**Provided material:**
╔══
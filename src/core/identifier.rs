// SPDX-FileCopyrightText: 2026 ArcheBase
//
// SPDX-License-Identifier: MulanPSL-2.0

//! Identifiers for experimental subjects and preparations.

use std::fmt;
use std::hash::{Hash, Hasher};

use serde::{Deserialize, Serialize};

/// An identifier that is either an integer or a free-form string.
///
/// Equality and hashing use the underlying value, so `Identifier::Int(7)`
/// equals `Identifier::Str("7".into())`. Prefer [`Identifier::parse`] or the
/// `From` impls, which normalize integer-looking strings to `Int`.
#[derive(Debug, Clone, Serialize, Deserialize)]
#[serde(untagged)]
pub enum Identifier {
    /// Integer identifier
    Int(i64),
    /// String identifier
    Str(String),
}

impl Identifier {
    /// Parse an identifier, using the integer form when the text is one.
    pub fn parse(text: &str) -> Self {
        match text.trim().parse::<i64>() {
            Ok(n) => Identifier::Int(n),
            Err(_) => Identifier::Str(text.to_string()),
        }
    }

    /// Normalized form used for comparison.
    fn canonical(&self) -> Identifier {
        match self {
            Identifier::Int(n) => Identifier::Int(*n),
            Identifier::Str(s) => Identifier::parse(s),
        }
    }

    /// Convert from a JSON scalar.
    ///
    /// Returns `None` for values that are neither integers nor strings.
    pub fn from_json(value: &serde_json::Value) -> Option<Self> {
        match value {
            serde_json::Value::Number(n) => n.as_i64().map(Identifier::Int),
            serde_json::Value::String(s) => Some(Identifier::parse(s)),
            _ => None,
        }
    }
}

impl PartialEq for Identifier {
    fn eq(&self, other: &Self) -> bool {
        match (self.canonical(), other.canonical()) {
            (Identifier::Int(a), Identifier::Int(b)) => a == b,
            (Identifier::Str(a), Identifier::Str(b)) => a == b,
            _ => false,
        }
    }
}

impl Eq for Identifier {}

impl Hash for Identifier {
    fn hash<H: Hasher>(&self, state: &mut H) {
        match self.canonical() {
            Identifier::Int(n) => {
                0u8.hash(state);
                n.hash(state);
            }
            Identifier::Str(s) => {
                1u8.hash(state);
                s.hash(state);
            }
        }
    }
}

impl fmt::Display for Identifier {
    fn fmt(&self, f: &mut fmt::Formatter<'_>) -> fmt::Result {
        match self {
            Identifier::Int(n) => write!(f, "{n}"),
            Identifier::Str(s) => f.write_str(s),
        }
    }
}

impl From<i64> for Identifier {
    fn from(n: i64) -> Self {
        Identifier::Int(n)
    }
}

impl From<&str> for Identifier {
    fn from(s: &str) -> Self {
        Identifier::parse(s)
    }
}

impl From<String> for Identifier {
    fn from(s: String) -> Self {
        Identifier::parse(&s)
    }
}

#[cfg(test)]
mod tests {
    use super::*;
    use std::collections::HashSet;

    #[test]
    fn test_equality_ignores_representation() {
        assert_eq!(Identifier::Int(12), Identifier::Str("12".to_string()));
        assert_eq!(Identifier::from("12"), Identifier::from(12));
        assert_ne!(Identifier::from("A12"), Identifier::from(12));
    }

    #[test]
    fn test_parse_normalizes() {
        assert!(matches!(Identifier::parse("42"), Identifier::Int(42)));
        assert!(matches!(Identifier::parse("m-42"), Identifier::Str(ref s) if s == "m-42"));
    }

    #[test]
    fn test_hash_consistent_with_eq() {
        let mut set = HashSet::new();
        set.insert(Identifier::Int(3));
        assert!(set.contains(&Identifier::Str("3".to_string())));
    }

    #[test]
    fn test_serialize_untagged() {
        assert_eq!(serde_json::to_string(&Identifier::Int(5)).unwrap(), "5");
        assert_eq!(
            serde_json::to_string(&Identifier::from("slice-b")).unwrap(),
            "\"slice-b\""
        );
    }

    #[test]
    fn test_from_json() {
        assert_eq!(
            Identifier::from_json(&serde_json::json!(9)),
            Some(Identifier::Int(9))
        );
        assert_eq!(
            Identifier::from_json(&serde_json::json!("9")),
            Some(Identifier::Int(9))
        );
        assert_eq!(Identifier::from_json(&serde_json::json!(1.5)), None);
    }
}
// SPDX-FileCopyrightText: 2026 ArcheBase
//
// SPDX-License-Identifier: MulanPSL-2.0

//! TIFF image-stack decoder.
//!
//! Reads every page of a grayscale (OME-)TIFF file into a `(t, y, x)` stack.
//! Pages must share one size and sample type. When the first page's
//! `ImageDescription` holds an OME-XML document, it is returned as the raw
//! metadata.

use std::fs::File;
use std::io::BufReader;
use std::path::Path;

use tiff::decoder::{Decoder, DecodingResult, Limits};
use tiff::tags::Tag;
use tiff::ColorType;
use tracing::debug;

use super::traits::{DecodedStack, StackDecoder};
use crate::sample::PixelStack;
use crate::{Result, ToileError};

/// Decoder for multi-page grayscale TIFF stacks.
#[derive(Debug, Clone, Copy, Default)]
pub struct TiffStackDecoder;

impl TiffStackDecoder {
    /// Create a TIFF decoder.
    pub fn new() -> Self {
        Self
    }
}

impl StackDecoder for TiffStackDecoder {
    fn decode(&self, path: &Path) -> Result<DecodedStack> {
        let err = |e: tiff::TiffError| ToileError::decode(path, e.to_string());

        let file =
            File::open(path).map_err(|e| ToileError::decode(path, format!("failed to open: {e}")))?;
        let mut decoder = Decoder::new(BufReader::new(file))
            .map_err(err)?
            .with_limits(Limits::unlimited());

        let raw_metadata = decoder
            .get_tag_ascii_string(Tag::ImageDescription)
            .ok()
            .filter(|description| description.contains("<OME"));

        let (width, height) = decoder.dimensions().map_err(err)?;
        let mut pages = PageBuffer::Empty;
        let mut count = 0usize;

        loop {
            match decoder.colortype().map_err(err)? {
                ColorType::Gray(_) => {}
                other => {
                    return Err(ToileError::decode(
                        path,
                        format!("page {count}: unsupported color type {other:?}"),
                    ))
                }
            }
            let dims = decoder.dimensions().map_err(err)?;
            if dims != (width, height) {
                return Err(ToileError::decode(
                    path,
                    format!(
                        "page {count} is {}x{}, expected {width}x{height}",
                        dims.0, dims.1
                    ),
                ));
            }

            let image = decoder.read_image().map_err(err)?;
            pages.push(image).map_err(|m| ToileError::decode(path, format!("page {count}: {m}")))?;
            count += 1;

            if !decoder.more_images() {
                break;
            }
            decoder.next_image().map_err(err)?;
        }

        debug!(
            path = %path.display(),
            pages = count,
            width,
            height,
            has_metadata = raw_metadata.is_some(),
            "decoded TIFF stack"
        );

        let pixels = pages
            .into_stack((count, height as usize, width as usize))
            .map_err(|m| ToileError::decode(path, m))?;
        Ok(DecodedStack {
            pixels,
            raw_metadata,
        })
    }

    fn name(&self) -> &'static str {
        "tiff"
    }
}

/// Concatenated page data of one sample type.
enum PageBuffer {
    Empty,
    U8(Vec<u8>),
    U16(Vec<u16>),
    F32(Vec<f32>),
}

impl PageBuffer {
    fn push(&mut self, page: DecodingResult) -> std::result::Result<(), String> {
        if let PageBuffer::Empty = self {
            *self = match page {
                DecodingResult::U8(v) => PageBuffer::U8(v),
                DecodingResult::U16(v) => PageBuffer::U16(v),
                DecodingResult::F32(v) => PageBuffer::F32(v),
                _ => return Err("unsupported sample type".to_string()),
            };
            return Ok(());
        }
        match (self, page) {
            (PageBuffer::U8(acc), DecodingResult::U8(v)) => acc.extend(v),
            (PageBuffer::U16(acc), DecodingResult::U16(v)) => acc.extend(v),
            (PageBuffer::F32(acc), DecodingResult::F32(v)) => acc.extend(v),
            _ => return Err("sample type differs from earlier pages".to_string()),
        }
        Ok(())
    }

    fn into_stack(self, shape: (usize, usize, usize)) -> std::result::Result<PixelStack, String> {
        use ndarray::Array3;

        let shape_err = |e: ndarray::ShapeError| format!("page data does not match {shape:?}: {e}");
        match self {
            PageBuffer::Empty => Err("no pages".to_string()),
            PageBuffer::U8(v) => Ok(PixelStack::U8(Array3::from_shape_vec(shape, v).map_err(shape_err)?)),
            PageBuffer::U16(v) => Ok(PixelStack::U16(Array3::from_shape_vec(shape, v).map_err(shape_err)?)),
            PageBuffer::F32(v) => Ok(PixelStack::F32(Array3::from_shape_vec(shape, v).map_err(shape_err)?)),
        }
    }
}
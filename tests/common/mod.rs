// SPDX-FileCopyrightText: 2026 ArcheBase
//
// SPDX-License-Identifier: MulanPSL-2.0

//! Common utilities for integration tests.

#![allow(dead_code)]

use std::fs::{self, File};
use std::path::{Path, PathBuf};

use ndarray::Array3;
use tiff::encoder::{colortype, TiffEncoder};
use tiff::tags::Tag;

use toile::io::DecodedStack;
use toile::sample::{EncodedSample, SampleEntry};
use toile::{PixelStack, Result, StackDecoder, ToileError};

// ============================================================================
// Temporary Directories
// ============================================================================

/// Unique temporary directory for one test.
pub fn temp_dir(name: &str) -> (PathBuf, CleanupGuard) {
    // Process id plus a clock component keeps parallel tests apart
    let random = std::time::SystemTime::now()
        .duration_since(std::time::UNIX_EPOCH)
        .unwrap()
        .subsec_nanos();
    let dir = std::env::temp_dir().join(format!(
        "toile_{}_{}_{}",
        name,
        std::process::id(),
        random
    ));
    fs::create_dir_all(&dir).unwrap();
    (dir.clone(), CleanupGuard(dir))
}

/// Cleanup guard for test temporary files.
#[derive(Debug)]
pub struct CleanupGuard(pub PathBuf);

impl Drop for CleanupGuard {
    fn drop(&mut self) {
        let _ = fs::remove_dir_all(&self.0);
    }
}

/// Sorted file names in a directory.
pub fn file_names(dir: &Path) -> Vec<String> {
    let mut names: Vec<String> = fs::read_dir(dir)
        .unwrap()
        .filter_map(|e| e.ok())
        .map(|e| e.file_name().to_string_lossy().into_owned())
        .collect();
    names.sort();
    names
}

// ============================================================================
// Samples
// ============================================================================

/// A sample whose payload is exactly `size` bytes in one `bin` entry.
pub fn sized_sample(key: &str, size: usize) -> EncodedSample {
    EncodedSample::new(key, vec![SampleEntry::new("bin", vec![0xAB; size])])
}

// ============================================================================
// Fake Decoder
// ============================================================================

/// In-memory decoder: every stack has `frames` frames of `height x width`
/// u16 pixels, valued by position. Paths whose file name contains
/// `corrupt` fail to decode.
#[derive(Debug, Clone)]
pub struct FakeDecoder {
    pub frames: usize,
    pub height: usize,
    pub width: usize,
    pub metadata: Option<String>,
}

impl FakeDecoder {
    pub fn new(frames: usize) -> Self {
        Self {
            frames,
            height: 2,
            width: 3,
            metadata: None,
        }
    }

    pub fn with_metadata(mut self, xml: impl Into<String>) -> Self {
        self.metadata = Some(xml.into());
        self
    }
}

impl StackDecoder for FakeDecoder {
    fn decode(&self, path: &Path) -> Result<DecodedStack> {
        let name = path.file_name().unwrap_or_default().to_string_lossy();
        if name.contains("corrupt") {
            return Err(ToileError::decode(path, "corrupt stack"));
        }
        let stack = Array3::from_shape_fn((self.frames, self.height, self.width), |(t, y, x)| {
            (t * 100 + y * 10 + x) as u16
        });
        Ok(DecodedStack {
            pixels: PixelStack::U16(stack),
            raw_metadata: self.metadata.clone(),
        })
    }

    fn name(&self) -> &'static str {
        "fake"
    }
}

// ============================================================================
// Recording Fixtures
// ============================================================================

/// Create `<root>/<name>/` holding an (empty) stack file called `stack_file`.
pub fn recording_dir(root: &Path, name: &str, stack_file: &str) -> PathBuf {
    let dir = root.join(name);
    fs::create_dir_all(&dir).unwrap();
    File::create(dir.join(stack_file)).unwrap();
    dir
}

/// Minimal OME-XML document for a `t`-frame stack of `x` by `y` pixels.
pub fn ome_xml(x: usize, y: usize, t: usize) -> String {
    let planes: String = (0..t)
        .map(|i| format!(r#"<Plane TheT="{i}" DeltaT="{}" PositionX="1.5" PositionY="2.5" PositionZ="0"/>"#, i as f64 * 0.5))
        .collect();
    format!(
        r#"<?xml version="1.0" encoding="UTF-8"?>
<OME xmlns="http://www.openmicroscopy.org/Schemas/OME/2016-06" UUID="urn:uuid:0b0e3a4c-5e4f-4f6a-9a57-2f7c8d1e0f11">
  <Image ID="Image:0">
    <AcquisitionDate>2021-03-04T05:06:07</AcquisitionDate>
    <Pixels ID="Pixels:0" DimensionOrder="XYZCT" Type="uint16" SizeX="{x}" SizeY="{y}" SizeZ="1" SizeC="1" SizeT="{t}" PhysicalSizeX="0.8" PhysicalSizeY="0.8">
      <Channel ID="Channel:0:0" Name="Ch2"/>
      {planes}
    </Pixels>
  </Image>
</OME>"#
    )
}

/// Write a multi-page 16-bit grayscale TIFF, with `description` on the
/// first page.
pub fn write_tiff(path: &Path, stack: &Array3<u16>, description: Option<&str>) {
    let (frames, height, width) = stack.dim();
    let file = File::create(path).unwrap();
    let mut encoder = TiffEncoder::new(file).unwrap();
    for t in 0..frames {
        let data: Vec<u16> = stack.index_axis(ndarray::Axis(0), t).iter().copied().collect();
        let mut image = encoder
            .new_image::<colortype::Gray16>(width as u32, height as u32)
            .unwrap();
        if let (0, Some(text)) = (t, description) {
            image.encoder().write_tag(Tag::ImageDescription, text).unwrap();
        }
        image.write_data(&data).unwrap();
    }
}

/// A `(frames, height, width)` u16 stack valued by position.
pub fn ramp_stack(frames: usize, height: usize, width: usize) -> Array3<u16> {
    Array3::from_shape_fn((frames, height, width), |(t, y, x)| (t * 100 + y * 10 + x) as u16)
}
╚══
**Activity:** Each line that holds the string "count" is to be copied from the entries above.

**Your solution:**
        let mut count = 0usize;
                        format!("page {count}: unsupported color type {other:?}"),
                        "page {count} is {}x{}, expected {width}x{height}",
            pages.push(image).map_err(|m| ToileError::decode(path, format!("page {count}: {m}")))?;
            count += 1;
            pages = count,
            .into_stack((count, height as usize, width as usize))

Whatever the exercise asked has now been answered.